[Stored items]

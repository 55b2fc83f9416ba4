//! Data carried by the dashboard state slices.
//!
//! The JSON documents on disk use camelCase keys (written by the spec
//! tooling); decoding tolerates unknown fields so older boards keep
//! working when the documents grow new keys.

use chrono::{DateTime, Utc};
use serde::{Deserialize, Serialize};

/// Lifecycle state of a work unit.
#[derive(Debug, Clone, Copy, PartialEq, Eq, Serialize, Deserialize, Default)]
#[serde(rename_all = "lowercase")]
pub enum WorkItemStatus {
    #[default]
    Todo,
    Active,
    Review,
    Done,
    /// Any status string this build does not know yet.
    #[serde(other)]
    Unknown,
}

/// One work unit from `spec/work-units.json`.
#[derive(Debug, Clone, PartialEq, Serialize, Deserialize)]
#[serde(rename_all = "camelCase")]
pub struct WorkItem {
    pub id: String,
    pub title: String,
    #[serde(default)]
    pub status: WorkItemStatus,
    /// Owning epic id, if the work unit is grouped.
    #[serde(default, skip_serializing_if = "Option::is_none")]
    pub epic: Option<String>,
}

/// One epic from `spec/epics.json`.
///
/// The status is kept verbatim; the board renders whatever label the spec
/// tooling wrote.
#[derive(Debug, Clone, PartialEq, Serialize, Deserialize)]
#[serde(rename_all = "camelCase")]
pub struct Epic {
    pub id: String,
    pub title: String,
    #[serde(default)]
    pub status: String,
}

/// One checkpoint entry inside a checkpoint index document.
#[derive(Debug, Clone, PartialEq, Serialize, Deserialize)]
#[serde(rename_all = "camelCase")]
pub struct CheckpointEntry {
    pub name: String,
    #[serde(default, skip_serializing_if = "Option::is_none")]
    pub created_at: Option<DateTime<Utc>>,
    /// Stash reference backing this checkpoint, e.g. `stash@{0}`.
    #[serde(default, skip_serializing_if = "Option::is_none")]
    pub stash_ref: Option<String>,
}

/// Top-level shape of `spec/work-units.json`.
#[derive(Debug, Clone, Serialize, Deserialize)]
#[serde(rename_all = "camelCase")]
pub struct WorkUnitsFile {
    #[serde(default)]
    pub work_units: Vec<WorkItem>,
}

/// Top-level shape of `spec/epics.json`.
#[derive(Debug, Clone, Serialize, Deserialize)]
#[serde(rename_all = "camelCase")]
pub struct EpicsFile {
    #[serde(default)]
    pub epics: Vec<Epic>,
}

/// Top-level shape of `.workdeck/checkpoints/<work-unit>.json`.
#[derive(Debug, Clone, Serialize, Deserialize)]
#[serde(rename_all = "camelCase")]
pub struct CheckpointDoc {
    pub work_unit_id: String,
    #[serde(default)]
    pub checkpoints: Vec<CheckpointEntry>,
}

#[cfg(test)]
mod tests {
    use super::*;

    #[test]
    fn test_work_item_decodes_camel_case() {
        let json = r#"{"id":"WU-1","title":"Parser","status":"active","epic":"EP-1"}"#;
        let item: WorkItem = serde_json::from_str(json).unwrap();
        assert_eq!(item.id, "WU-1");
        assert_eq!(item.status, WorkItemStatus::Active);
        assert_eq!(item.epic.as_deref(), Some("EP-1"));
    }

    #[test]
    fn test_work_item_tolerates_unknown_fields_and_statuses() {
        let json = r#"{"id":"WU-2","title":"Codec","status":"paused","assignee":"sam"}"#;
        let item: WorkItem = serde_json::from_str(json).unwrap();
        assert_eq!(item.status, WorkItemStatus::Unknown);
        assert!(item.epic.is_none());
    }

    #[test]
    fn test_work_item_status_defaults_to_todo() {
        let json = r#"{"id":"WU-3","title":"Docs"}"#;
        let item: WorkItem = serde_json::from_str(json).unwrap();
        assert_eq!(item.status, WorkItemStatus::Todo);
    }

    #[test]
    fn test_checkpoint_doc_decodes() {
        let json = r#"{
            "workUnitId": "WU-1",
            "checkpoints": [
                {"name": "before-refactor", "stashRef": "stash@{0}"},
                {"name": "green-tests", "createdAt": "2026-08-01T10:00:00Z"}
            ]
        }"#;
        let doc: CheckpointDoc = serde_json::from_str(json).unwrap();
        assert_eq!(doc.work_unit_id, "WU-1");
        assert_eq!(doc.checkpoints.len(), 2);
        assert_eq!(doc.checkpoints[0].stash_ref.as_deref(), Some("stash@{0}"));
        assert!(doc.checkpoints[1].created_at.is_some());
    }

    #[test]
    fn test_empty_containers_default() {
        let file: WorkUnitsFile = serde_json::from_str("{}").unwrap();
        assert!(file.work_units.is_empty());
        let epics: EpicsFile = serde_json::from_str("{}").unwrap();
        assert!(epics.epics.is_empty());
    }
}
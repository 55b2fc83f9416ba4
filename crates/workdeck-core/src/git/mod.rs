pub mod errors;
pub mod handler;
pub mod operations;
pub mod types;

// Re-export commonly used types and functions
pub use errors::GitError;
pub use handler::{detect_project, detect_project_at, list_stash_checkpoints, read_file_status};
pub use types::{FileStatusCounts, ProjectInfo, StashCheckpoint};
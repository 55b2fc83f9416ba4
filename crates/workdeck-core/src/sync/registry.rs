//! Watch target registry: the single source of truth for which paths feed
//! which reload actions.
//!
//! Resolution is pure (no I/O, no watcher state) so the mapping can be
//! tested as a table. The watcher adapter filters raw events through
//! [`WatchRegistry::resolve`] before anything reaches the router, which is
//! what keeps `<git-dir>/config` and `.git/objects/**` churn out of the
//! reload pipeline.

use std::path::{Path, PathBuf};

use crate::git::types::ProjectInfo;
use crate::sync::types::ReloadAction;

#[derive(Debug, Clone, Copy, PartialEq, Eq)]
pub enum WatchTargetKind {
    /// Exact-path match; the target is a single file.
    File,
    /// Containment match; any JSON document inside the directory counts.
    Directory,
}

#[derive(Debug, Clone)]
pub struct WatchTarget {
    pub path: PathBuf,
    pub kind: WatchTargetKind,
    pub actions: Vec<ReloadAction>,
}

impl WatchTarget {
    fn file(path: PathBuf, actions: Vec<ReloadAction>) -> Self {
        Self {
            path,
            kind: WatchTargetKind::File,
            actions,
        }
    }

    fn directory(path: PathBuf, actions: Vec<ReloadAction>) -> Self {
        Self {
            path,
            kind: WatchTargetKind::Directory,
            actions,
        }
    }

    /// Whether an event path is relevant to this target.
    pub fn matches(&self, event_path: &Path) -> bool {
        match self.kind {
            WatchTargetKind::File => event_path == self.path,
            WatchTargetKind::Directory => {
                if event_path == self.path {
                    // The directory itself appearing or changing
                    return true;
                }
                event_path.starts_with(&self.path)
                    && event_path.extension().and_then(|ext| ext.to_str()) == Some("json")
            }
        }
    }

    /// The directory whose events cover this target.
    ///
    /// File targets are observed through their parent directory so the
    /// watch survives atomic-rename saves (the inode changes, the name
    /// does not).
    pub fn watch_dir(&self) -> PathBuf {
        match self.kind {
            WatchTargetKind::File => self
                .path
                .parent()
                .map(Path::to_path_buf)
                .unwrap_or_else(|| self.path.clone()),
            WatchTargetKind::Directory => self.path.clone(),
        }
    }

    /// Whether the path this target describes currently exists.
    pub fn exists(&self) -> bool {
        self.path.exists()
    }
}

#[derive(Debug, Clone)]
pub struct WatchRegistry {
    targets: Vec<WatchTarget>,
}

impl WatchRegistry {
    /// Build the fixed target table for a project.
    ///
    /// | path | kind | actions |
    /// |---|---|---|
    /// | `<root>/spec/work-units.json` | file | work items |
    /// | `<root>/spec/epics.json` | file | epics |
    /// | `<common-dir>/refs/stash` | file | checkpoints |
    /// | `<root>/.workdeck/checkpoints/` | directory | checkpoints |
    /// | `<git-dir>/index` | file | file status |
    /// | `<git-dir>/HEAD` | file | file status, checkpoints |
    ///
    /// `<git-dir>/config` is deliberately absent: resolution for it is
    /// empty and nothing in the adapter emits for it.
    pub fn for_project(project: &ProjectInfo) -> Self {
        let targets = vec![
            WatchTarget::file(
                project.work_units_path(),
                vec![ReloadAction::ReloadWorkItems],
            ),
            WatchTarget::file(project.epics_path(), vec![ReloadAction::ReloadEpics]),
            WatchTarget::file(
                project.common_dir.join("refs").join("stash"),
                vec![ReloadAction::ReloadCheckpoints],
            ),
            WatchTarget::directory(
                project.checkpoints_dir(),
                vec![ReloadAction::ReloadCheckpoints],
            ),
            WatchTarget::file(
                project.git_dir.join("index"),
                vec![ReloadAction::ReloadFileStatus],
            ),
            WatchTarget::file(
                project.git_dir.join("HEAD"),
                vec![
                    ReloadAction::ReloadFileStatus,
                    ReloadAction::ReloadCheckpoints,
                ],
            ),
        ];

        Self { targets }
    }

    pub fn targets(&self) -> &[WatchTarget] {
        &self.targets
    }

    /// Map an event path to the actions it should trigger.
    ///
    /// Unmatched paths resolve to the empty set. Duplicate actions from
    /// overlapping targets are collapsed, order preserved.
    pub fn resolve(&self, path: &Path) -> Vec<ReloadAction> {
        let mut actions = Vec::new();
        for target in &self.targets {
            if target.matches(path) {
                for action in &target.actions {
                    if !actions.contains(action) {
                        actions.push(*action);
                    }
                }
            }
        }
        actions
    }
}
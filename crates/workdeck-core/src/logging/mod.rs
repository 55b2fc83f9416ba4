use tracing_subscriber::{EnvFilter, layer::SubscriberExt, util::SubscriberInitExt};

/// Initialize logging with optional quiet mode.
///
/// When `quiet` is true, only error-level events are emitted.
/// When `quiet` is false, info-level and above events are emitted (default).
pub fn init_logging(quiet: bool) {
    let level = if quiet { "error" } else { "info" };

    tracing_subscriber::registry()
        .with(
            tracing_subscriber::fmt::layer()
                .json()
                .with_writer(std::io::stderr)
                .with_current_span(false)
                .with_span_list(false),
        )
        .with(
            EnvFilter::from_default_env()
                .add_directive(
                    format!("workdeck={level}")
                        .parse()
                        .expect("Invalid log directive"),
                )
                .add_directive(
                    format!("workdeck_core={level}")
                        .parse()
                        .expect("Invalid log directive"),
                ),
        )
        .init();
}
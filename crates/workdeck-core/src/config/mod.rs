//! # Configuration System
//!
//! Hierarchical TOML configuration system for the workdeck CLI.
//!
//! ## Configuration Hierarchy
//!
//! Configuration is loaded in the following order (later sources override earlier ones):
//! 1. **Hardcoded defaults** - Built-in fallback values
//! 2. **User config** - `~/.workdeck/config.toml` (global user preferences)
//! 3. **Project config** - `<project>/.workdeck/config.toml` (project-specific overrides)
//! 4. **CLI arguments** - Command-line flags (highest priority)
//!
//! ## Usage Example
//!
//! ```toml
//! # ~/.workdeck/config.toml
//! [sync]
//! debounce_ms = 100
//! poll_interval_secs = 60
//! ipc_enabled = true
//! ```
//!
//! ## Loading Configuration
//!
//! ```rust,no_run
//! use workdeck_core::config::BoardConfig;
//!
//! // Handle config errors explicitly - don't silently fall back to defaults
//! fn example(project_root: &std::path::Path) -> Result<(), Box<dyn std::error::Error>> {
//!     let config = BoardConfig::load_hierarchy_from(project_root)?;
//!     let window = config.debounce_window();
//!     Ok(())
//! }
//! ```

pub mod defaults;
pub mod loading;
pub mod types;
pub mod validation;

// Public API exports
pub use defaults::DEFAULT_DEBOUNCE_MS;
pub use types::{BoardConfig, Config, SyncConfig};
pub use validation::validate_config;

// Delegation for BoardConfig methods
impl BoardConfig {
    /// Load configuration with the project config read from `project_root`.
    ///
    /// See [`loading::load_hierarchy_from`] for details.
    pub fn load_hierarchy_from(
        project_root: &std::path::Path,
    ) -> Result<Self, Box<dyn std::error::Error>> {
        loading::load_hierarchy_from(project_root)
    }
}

Task objective — Only certain lines are wanted. Please return exactly those from the top of the data through the line with "Serialize, Deserialize, Default)]".

Reply to the exercise —
repository 55b2fc83f9416ba4
//! Data carried by the dashboard state slices.
//!
//! The JSON documents on disk use camelCase keys (written by the spec
//! tooling); decoding tolerates unknown fields so older boards keep
//! working when the documents grow new keys.

use chrono::{DateTime, Utc};
use serde::{Deserialize, Serialize};

/// Lifecycle state of a work unit.
#[derive(Debug, Clone, Copy, PartialEq, Eq, Serialize, Deserialize, Default)]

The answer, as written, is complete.